(Stored items from a collection)
————

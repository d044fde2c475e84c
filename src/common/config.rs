// src/common/config.rs

use alloc::string::{String, ToString};
use alloc::vec::Vec;
use log::warn;

// --- Well-known keys (matched case-insensitively) ---

pub const KEY_NAME: &str = "name";
pub const KEY_VENDOR_CODE: &str = "vendor code";
pub const KEY_PART_CODE: &str = "part code";
pub const KEY_COM_PORT: &str = "com port";

/// A malformed configuration row. The row is skipped; parsing continues.
#[derive(Debug, Copy, Clone, PartialEq, Eq, thiserror::Error)]
pub enum ConfigParseError {
    /// Row has a key but no value column.
    #[error("config row {row}: missing value column")]
    MissingValue { row: usize },
    /// Row has an empty key column.
    #[error("config row {row}: empty key")]
    EmptyKey { row: usize },
}

/// Ordered key/value configuration.
///
/// Keys keep the spelling they were first stored with; lookups and updates
/// compare keys case-insensitively.
#[derive(Debug, Clone, Default, PartialEq, Eq)]
pub struct ConfigMap {
    entries: Vec<(String, String)>,
}

impl ConfigMap {
    pub fn new() -> Self {
        Self::default()
    }

    /// Builds a map from raw rows, skipping malformed ones.
    ///
    /// `row` numbers in the logged errors are 1-based.
    pub fn from_rows<I, R, F>(rows: I) -> Self
    where
        I: IntoIterator<Item = R>,
        R: IntoIterator<Item = F>,
        F: AsRef<str>,
    {
        let mut map = ConfigMap::new();
        for (idx, fields) in rows.into_iter().enumerate() {
            match parse_row(idx + 1, fields) {
                Ok((key, value)) => map.upsert(&key, &value),
                Err(e) => warn!("Skipping config row: {}", e),
            }
        }
        map
    }

    /// Value for `key`, compared case-insensitively.
    pub fn get(&self, key: &str) -> Option<&str> {
        let key = key.trim();
        self.entries
            .iter()
            .find(|(k, _)| k.eq_ignore_ascii_case(key))
            .map(|(_, v)| v.as_str())
    }

    /// Updates the matching key in place or appends it. Other entries are untouched.
    pub fn upsert(&mut self, key: &str, value: &str) {
        let key = key.trim();
        match self.entries.iter_mut().find(|(k, _)| k.eq_ignore_ascii_case(key)) {
            Some((_, v)) => *v = value.to_string(),
            None => self.entries.push((key.to_string(), value.to_string())),
        }
    }

    pub fn iter(&self) -> impl Iterator<Item = (&str, &str)> {
        self.entries.iter().map(|(k, v)| (k.as_str(), v.as_str()))
    }

    pub fn len(&self) -> usize {
        self.entries.len()
    }

    pub fn is_empty(&self) -> bool {
        self.entries.is_empty()
    }
}

/// Parses one `key,value` row. Extra columns are ignored; both fields are trimmed.
pub fn parse_row<R, F>(row: usize, fields: R) -> Result<(String, String), ConfigParseError>
where
    R: IntoIterator<Item = F>,
    F: AsRef<str>,
{
    let mut fields = fields.into_iter();
    let key = fields
        .next()
        .map(|k| k.as_ref().trim().to_string())
        .unwrap_or_default();
    let value = fields
        .next()
        .map(|v| v.as_ref().trim().to_string())
        .ok_or(ConfigParseError::MissingValue { row })?;
    if key.is_empty() {
        return Err(ConfigParseError::EmptyKey { row });
    }
    Ok((key, value))
}

/// Typed view of the station identity keys.
#[derive(Debug, Clone, Default, PartialEq, Eq)]
pub struct StationIdentity {
    /// Operator / line name shown in the title area.
    pub name: String,
    /// Vendor token embedded in every traceability code.
    pub vendor_code: String,
    /// Default part token until the operator selects a model.
    pub part_code: String,
    /// Last channel the operator connected to.
    pub com_port: String,
}

impl StationIdentity {
    pub fn from_config(config: &ConfigMap) -> Self {
        let field = |key: &str| config.get(key).unwrap_or_default().to_string();
        StationIdentity {
            name: field(KEY_NAME),
            vendor_code: field(KEY_VENDOR_CODE),
            part_code: field(KEY_PART_CODE),
            com_port: field(KEY_COM_PORT),
        }
    }
}

// --- Unit Tests ---
#[cfg(test)]
mod tests {
    use super::*;
    use alloc::vec;

    fn sample() -> ConfigMap {
        ConfigMap::from_rows(vec![
            vec!["Name", "Line 3"],
            vec!["Vendor Code", "VN01"],
            vec!["Part Code", "DJ9600267A"],
            vec!["COM Port", "COM3"],
        ])
    }

    #[test]
    fn test_case_insensitive_lookup() {
        let config = sample();
        assert_eq!(config.get("name"), Some("Line 3"));
        assert_eq!(config.get("VENDOR CODE"), Some("VN01"));
        assert_eq!(config.get(" com port "), Some("COM3"));
        assert_eq!(config.get("missing"), None);
    }

    #[test]
    fn test_upsert_preserves_other_keys() {
        let mut config = sample();
        config.upsert("com port", "COM7");
        assert_eq!(config.len(), 4);
        assert_eq!(config.get("COM Port"), Some("COM7"));
        assert_eq!(config.get("name"), Some("Line 3"));
        assert_eq!(config.get("vendor code"), Some("VN01"));
        assert_eq!(config.get("part code"), Some("DJ9600267A"));
        // Original key spelling is kept
        let keys: Vec<&str> = config.iter().map(|(k, _)| k).collect();
        assert_eq!(keys, ["Name", "Vendor Code", "Part Code", "COM Port"]);
    }

    #[test]
    fn test_upsert_appends_new_key() {
        let mut config = ConfigMap::new();
        config.upsert("COM Port", "COM1");
        assert_eq!(config.iter().collect::<Vec<_>>(), [("COM Port", "COM1")]);
    }

    #[test]
    fn test_malformed_rows_are_skipped() {
        let config = ConfigMap::from_rows(vec![
            vec!["name", "A"],
            vec!["orphan"],
            vec![],
            vec!["  ", "x"],
            vec!["part code", " P1 ", "extra"],
        ]);
        assert_eq!(config.len(), 2);
        assert_eq!(config.get("part code"), Some("P1"));
    }

    #[test]
    fn test_parse_row_errors() {
        assert_eq!(parse_row(3, ["key"]), Err(ConfigParseError::MissingValue { row: 3 }));
        assert_eq!(parse_row(4, ["", "v"]), Err(ConfigParseError::EmptyKey { row: 4 }));
        assert_eq!(
            parse_row(1, ["k ", " v"]),
            Ok((String::from("k"), String::from("v")))
        );
    }

    #[test]
    fn test_identity_from_config() {
        let identity = StationIdentity::from_config(&sample());
        assert_eq!(identity.vendor_code, "VN01");
        assert_eq!(identity.part_code, "DJ9600267A");
        assert_eq!(identity.com_port, "COM3");

        let empty = StationIdentity::from_config(&ConfigMap::new());
        assert_eq!(empty, StationIdentity::default());
    }
}
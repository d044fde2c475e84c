// src/common/event.rs

use alloc::string::{String, ToString};

/// Markers that introduce the sensor payload of an `OK`/`NG` line, matched case-insensitively.
const PAYLOAD_MARKERS: [&str; 2] = ["data=", "data:"];

/// A classified line received from the fixture.
#[derive(Debug, Clone, PartialEq, Eq)]
pub enum ProtocolEvent {
    /// `START...` - the fixture began testing a unit.
    Start,
    /// `WAITING...` - the fixture is idle, waiting for a unit.
    Waiting,
    /// `OK...` - the unit passed. Payload is the text after `data=`/`data:`, if any.
    Pass { payload: Option<String> },
    /// `NG...` - the unit failed. Payload carries the per-sensor states.
    Fail { payload: Option<String> },
    /// Anything else (debug output, acknowledgements). Only shown in the operator log.
    Unknown { raw: String },
}

impl ProtocolEvent {
    /// Payload of a Pass/Fail event.
    pub fn payload(&self) -> Option<&str> {
        match self {
            ProtocolEvent::Pass { payload } | ProtocolEvent::Fail { payload } => payload.as_deref(),
            _ => None,
        }
    }

    /// True for the two events that carry a test verdict.
    pub fn is_verdict(&self) -> bool {
        matches!(self, ProtocolEvent::Pass { .. } | ProtocolEvent::Fail { .. })
    }
}

/// Classifies one received line.
///
/// Prefixes are matched case-insensitively in the order `START`, `WAITING`, `OK`, `NG`;
/// the first match wins. Surrounding whitespace is ignored.
pub fn classify(line: &str) -> ProtocolEvent {
    let s = line.trim();
    if starts_with_ignore_case(s, "START") {
        ProtocolEvent::Start
    } else if starts_with_ignore_case(s, "WAITING") {
        ProtocolEvent::Waiting
    } else if starts_with_ignore_case(s, "OK") {
        ProtocolEvent::Pass { payload: extract_payload(s) }
    } else if starts_with_ignore_case(s, "NG") {
        ProtocolEvent::Fail { payload: extract_payload(s) }
    } else {
        ProtocolEvent::Unknown { raw: s.to_string() }
    }
}

/// Splits a payload into trimmed, non-empty tokens.
///
/// `"0, 1,,0"` yields `"0"`, `"1"`, `"0"` - empty tokens are dropped before indexing.
pub fn sensor_tokens(payload: &str) -> impl Iterator<Item = &str> {
    payload.split(',').map(str::trim).filter(|t| !t.is_empty())
}

/// Text after the first payload marker, trimmed. `None` when no marker is present.
fn extract_payload(line: &str) -> Option<String> {
    // Markers are ASCII, so byte offsets found in the lowered copy are valid in `line`.
    let lowered = line.to_ascii_lowercase();
    PAYLOAD_MARKERS
        .iter()
        .filter_map(|marker| lowered.find(marker).map(|idx| idx + marker.len()))
        .min()
        .map(|start| line[start..].trim().to_string())
}

#[inline]
fn starts_with_ignore_case(s: &str, prefix: &str) -> bool {
    s.len() >= prefix.len() && s.as_bytes()[..prefix.len()].eq_ignore_ascii_case(prefix.as_bytes())
}

// --- Unit Tests ---
#[cfg(test)]
mod tests {
    use super::*;
    use alloc::vec::Vec;

    fn pass(payload: Option<&str>) -> ProtocolEvent {
        ProtocolEvent::Pass { payload: payload.map(String::from) }
    }

    fn fail(payload: Option<&str>) -> ProtocolEvent {
        ProtocolEvent::Fail { payload: payload.map(String::from) }
    }

    #[test]
    fn test_classify_prefixes() {
        assert_eq!(classify("START"), ProtocolEvent::Start);
        assert_eq!(classify("start test"), ProtocolEvent::Start);
        assert_eq!(classify("Waiting for unit"), ProtocolEvent::Waiting);
        assert_eq!(classify("OK"), pass(None));
        assert_eq!(classify("ng"), fail(None));
        assert_eq!(classify("  OK  "), pass(None));
    }

    #[test]
    fn test_classify_payload_markers() {
        assert_eq!(classify("OK data=1,0,0,2048,1990"), pass(Some("1,0,0,2048,1990")));
        assert_eq!(classify("NG Data: 0,1,0,0,1"), fail(Some("0,1,0,0,1")));
        assert_eq!(classify("OK: DATA=  7 "), pass(Some("7")));
        assert_eq!(classify("NG data="), fail(Some("")));
    }

    #[test]
    fn test_first_marker_wins() {
        assert_eq!(classify("NG data:1 data=2"), fail(Some("1 data=2")));
        assert_eq!(classify("NG data=1 data:2"), fail(Some("1 data:2")));
    }

    #[test]
    fn test_unknown_lines() {
        assert_eq!(
            classify("DEBUG:boot"),
            ProtocolEvent::Unknown { raw: String::from("DEBUG:boot") }
        );
        assert!(matches!(classify("ACK MODEL=DJ9600267A"), ProtocolEvent::Unknown { .. }));
        assert!(matches!(classify("A1= 1000- A2= 2000-"), ProtocolEvent::Unknown { .. }));
        // Too short to carry the prefix
        assert!(matches!(classify("N"), ProtocolEvent::Unknown { .. }));
    }

    #[test]
    fn test_non_ascii_input_does_not_panic() {
        assert!(matches!(classify("Ökay"), ProtocolEvent::Unknown { .. }));
        assert_eq!(classify("OK dätä data=1"), pass(Some("1")));
    }

    #[test]
    fn test_sensor_tokens() {
        let tokens: Vec<&str> = sensor_tokens(" 0, 1,,0 , ").collect();
        assert_eq!(tokens, ["0", "1", "0"]);
        assert_eq!(sensor_tokens("").count(), 0);
    }

    #[test]
    fn test_event_helpers() {
        assert_eq!(classify("OK data=5").payload(), Some("5"));
        assert_eq!(classify("START").payload(), None);
        assert!(classify("NG").is_verdict());
        assert!(!classify("WAITING").is_verdict());
    }
}
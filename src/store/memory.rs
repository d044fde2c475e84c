// src/store/memory.rs

use super::{CounterRecord, ResultEntry, StationStore};
use crate::common::{ConfigMap, StatusLabel};
use alloc::string::{String, ToString};
use alloc::vec::Vec;
use chrono::NaiveDateTime;

/// Error returned by [`MemoryStore`] once writes have been switched off.
#[derive(Debug, Copy, Clone, PartialEq, Eq, thiserror::Error)]
pub enum MemoryStoreError {
    #[error("store is read-only")]
    WriteRejected,
}

/// Owned copy of a journal row kept by [`MemoryStore`].
#[derive(Debug, Clone, PartialEq, Eq)]
pub struct StoredResult {
    pub timestamp: NaiveDateTime,
    pub adc_reading: Option<String>,
    pub status: StatusLabel,
    pub serial: Option<String>,
}

/// Store that keeps everything in RAM.
///
/// Used on targets without a filesystem and for exercising the state machine;
/// `reject_writes` simulates a full disk or a locked file.
#[derive(Debug, Clone, Default)]
pub struct MemoryStore {
    pub counter: Option<CounterRecord>,
    pub config: ConfigMap,
    pub results: Vec<StoredResult>,
    pub counter_writes: usize,
    reject_writes: bool,
}

impl MemoryStore {
    pub fn new() -> Self {
        Self::default()
    }

    pub fn with_counter(mut self, record: CounterRecord) -> Self {
        self.counter = Some(record);
        self
    }

    pub fn with_config(mut self, config: ConfigMap) -> Self {
        self.config = config;
        self
    }

    /// Makes every subsequent write fail with [`MemoryStoreError::WriteRejected`].
    pub fn reject_writes(&mut self, reject: bool) {
        self.reject_writes = reject;
    }

    fn check_writable(&self) -> Result<(), MemoryStoreError> {
        if self.reject_writes {
            Err(MemoryStoreError::WriteRejected)
        } else {
            Ok(())
        }
    }
}

impl StationStore for MemoryStore {
    type Error = MemoryStoreError;

    fn read_counter_record(&mut self) -> Result<Option<CounterRecord>, Self::Error> {
        Ok(self.counter)
    }

    fn write_counter_record(&mut self, record: &CounterRecord) -> Result<(), Self::Error> {
        self.check_writable()?;
        self.counter = Some(*record);
        self.counter_writes += 1;
        Ok(())
    }

    fn read_config(&mut self) -> Result<ConfigMap, Self::Error> {
        Ok(self.config.clone())
    }

    fn upsert_config_value(&mut self, key: &str, value: &str) -> Result<(), Self::Error> {
        self.check_writable()?;
        self.config.upsert(key, value);
        Ok(())
    }

    fn append_result(&mut self, entry: &ResultEntry<'_>) -> Result<(), Self::Error> {
        self.check_writable()?;
        self.results.push(StoredResult {
            timestamp: entry.timestamp,
            adc_reading: entry.adc_reading.map(ToString::to_string),
            status: entry.status,
            serial: entry.serial.map(ToString::to_string),
        });
        Ok(())
    }
}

————

List, from the entries above, every line in which the word "filename" shows up.

**TASK OUTPUT**
filename src/common/config.rs
filename src/store/memory.rs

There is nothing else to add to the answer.